しかしながら、そのことは同時に本書が抱える看過し得ない問題点をも浮き彫りにするものである。そのいくつかの点について述べれば、まず尾崎は第1論文でウィルバーの理論に定位した学際研究を提唱しているが、後に続く論者たちのこの観点へのコミットは一様ではない。また尾崎は、第2章以下のレビューを行なっていないため、本書全体は見通しの悪いものになっている。また、この点に関連して、論者たちのスピリチュアリティの定義が一定していないことも、指摘されなければならない。

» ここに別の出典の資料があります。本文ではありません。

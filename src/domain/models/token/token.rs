//! JWT 인증 토큰 클레임과 토큰 쌍
//!
//! RFC 7519 표준 클레임에 회원 등급 클레임을 더한 구조입니다.
//! 개인정보 보호를 위해 최소한의 정보만 담습니다.

use serde::{Deserialize, Serialize};
use crate::domain::entities::users::user::Role;

/// JWT 토큰의 클레임(Payload) 구조체
///
/// - `sub`: 토큰의 주체 (회원 ID)
/// - `role`: 회원 등급. 등급 변경 시 토큰이 재발급된다
/// - `iat` / `exp`: 발급, 만료 시간 (Unix timestamp)
/// - `jti`: 리프레시 토큰에만 부여되는 고유 식별자.
///   같은 회원에게 같은 순간 발급된 토큰끼리도 값이 달라지게 한다
#[derive(Debug, Serialize, Deserialize)]
pub struct TokenClaims {
    /// 토큰의 주체 (회원 ID)
    pub sub: String,
    /// 회원 등급
    pub role: Role,
    /// 토큰 발급 시간 (Unix timestamp)
    pub iat: i64,
    /// 토큰 만료 시간 (Unix timestamp)
    pub exp: i64,
    /// 토큰 고유 식별자 (리프레시 토큰 전용)
    #[serde(skip_serializing_if = "Option::is_none")]
    pub jti: Option<String>,
}

/// 로그인 성공 시 클라이언트에게 전달되는 토큰 쌍
///
/// OAuth 2.0 표준의 토큰 응답 형식을 따릅니다.
#[derive(Debug, Serialize, Deserialize)]
pub struct TokenPair {
    /// 액세스 토큰 (API 접근용 단기 토큰)
    pub access_token: String,
    /// 리프레시 토큰 (토큰 갱신용 장기 토큰)
    pub refresh_token: String,
    /// 액세스 토큰 만료 시간 (초)
    pub expires_in: i64,
}
//! 회원 엔티티 구현
//!
//! 로컬 가입 회원과 카카오 소셜 로그인 회원을 하나의 모델로 표현합니다.
//! 세션 정보(리프레시 토큰, 만료 시점, 프로바이더 액세스 토큰)는 별도
//! 엔티티가 아니라 회원 문서에 포함되며, 회원당 하나의 세션만 유지됩니다.

use mongodb::bson::{oid::ObjectId, DateTime};
use serde::{Deserialize, Serialize};

/// 회원 등급
///
/// 닫힌 열거형으로, 전이는 [`Role::promoted`] 를 통해서만 이루어집니다.
/// 허용되는 전이는 `COMMON → PREMIUM` 단방향 하나뿐이며 강등은 없습니다.
#[derive(Debug, Clone, Copy, PartialEq, Eq, Serialize, Deserialize)]
pub enum Role {
    /// 일반 회원. 가입 직후의 기본 등급
    #[serde(rename = "COMMON")]
    Common,
    /// 프리미엄 회원
    #[serde(rename = "PREMIUM")]
    Premium,
}

impl Role {
    /// 등급 상승 결과를 반환합니다.
    ///
    /// 일반 회원만 상승할 수 있으며, 그 외에는 `None` 을 반환합니다.
    /// 필드를 직접 수정하는 대신 이 함수를 거치게 하여
    /// 역방향 전이가 코드 상에 존재할 수 없게 합니다.
    pub fn promoted(self) -> Option<Role> {
        match self {
            Role::Common => Some(Role::Premium),
            Role::Premium => None,
        }
    }

    /// 저장소 필터와 로그에 사용하는 문자열 표현
    pub fn as_str(&self) -> &'static str {
        match self {
            Role::Common => "COMMON",
            Role::Premium => "PREMIUM",
        }
    }

    pub fn from_str(s: &str) -> Result<Self, String> {
        match s {
            "COMMON" => Ok(Role::Common),
            "PREMIUM" => Ok(Role::Premium),
            _ => Err(format!("Unsupported role: {}", s)),
        }
    }
}

/// 회원 엔티티
///
/// 이메일이 로그인 식별자이며 저장소의 유니크 인덱스로 중복이 차단됩니다.
/// `password_hash` 가 없는 회원은 카카오 로그인으로만 가입한 계정입니다.
#[derive(Debug, Clone, Serialize, Deserialize)]
pub struct User {
    #[serde(rename = "_id", skip_serializing_if = "Option::is_none")]
    pub id: Option<ObjectId>,
    /// 회원 이메일 (unique)
    pub email: String,
    /// 표시 이름
    pub display_name: String,
    /// 해시된 비밀번호 (소셜 전용 계정의 경우 None)
    #[serde(skip_serializing_if = "Option::is_none")]
    pub password_hash: Option<String>,
    /// 회원 등급
    pub role: Role,
    /// 프로필 이미지 URL
    #[serde(skip_serializing_if = "Option::is_none")]
    pub profile_image_url: Option<String>,
    /// 카카오 로그인 시 발급받은 프로바이더 액세스 토큰
    ///
    /// 값이 있으면 현재 소셜 세션이 살아있다는 뜻이며, 로그아웃 시
    /// 프로바이더 폐기 호출에 사용된 뒤 제거됩니다.
    #[serde(skip_serializing_if = "Option::is_none")]
    pub provider_access_token: Option<String>,
    /// 현재 세션의 리프레시 토큰
    ///
    /// `refresh_token_expiry` 와 반드시 함께 기록되고 함께 제거됩니다.
    #[serde(skip_serializing_if = "Option::is_none")]
    pub refresh_token: Option<String>,
    /// 리프레시 토큰 만료 시점. 이 시각 이후의 세션은 무효
    #[serde(skip_serializing_if = "Option::is_none")]
    pub refresh_token_expiry: Option<DateTime>,
    /// 가입 일시
    pub join_date: DateTime,
    /// 수정 일시
    pub updated_at: DateTime,
}

impl User {
    /// 이메일/비밀번호 기반의 새 로컬 회원을 생성합니다.
    ///
    /// 일반 등급으로 시작하며 아직 세션은 없습니다.
    pub fn new_local(email: String, display_name: String, password_hash: String) -> Self {
        let now = DateTime::now();

        Self {
            id: None,
            email,
            display_name,
            password_hash: Some(password_hash),
            role: Role::Common,
            profile_image_url: None,
            provider_access_token: None,
            refresh_token: None,
            refresh_token_expiry: None,
            join_date: now,
            updated_at: now,
        }
    }

    /// 카카오 프로필로부터 새 회원을 생성합니다.
    ///
    /// 비밀번호 해시가 없으므로 이 계정으로는 비밀번호 로그인을 할 수 없고,
    /// 발급받은 프로바이더 액세스 토큰이 즉시 기록됩니다.
    pub fn new_kakao(
        email: String,
        display_name: String,
        profile_image_url: Option<String>,
        provider_access_token: String,
    ) -> Self {
        let now = DateTime::now();

        Self {
            id: None,
            email,
            display_name,
            password_hash: None,
            role: Role::Common,
            profile_image_url,
            provider_access_token: Some(provider_access_token),
            refresh_token: None,
            refresh_token_expiry: None,
            join_date: now,
            updated_at: now,
        }
    }

    /// ID 문자열로 변환
    pub fn id_string(&self) -> Option<String> {
        self.id.as_ref().map(|id| id.to_hex())
    }

    /// 비밀번호 인증이 가능한 계정인지 확인
    pub fn can_authenticate_with_password(&self) -> bool {
        self.password_hash.is_some()
    }

    /// 현재 소셜 세션이 살아있는지 확인
    pub fn has_provider_session(&self) -> bool {
        self.provider_access_token.is_some()
    }

    /// 주어진 시점 기준으로 리프레시 세션이 만료되었는지 확인
    ///
    /// 만료 시점이 기록되어 있지 않으면 만료된 것으로 취급합니다.
    pub fn refresh_session_expired(&self, now: DateTime) -> bool {
        match self.refresh_token_expiry {
            Some(expiry) => expiry <= now,
            None => true,
        }
    }
}

#[cfg(test)]
mod tests {
    use super::*;

    #[test]
    fn test_role_promotion_is_one_way() {
        assert_eq!(Role::Common.promoted(), Some(Role::Premium));
        // 프리미엄 회원은 다시 상승할 수 없다
        assert_eq!(Role::Premium.promoted(), None);
    }

    #[test]
    fn test_role_string_roundtrip() {
        assert_eq!(Role::Common.as_str(), "COMMON");
        assert_eq!(Role::Premium.as_str(), "PREMIUM");
        assert_eq!(Role::from_str("COMMON").unwrap(), Role::Common);
        assert_eq!(Role::from_str("PREMIUM").unwrap(), Role::Premium);
        assert!(Role::from_str("ADMIN").is_err());
    }

    #[test]
    fn test_role_serialization() {
        assert_eq!(serde_json::to_string(&Role::Common).unwrap(), "\"COMMON\"");
        let parsed: Role = serde_json::from_str("\"PREMIUM\"").unwrap();
        assert_eq!(parsed, Role::Premium);
    }

    #[test]
    fn test_new_local_user_defaults() {
        let user = User::new_local(
            "a@x.com".to_string(),
            "Al".to_string(),
            "$2b$06$hash".to_string(),
        );

        assert_eq!(user.role, Role::Common);
        assert!(user.can_authenticate_with_password());
        assert!(!user.has_provider_session());
        assert!(user.refresh_token.is_none());
        assert!(user.refresh_token_expiry.is_none());
    }

    #[test]
    fn test_new_kakao_user_has_no_usable_password() {
        let user = User::new_kakao(
            "k@x.com".to_string(),
            "카카오회원".to_string(),
            Some("https://img.example.com/p.jpg".to_string()),
            "provider-token".to_string(),
        );

        assert!(!user.can_authenticate_with_password());
        assert!(user.has_provider_session());
        assert_eq!(user.role, Role::Common);
    }

    #[test]
    fn test_refresh_session_expiry_window() {
        let mut user = User::new_local(
            "a@x.com".to_string(),
            "Al".to_string(),
            "hash".to_string(),
        );
        let now = DateTime::now();

        // 세션이 기록되지 않은 회원은 만료 상태로 취급
        assert!(user.refresh_session_expired(now));

        // 미래 만료 시점이면 유효
        user.refresh_token = Some("rt".to_string());
        user.refresh_token_expiry = Some(DateTime::from_millis(now.timestamp_millis() + 60_000));
        assert!(!user.refresh_session_expired(now));

        // 만료 시점과 같은 순간부터 무효
        user.refresh_token_expiry = Some(now);
        assert!(user.refresh_session_expired(now));

        // 과거 만료 시점이면 무효
        user.refresh_token_expiry = Some(DateTime::from_millis(now.timestamp_millis() - 60_000));
        assert!(user.refresh_session_expired(now));
    }
}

このことの帰結として、個々の論考において独自の視点を含みつつも、関連文献へのレビューの不十分さを露呈する結果になっている。一例を挙げれば、奥は1990年代以降に発展したホログラフィック原理について言及するが、この視点がかつて「カテゴリー・エラー」として批判されたボームによるホログラフィモデルをどのように継承し、かつその問題点を克服しているかということについては言及していない。

そうした問題点を持つ論文集ではあるが、それは本書の意義を低めるものではないということも付け加えておきたい。諸々の学問が細分化される「専門主義」の時代の中で、科学的方法論と直接経験からの知見を尊重する研究態度は望ましいものであり、とりわけスピリチュアリティのようなわれわれの日々の日常的実践に関わる領域については、研究者や実践者の立ち位置を棚上げにしないことが求められるのである。尾崎・奥が第1論文で「この研究会を通して得られたことは、自己中心性からの解放であり、新鮮な視点に触れることにより、かえって専門性の中での探索も刺激され深まっていくという成果」(p. 15)であったと述べているように、学問においても日常生活においても、自己中心性からの脱却と、自らの未知な領域に対する謙虚さは、困難なことではあるが培い続けなければならないことなのではないだろうか。

本書は、そうした試みの持つ隘路と可能性について、考えさせるものである。スピリチュアリティ研究の現状と今後の方向性に関心を持たれる方にとっては、触れてみる価値のある一冊である。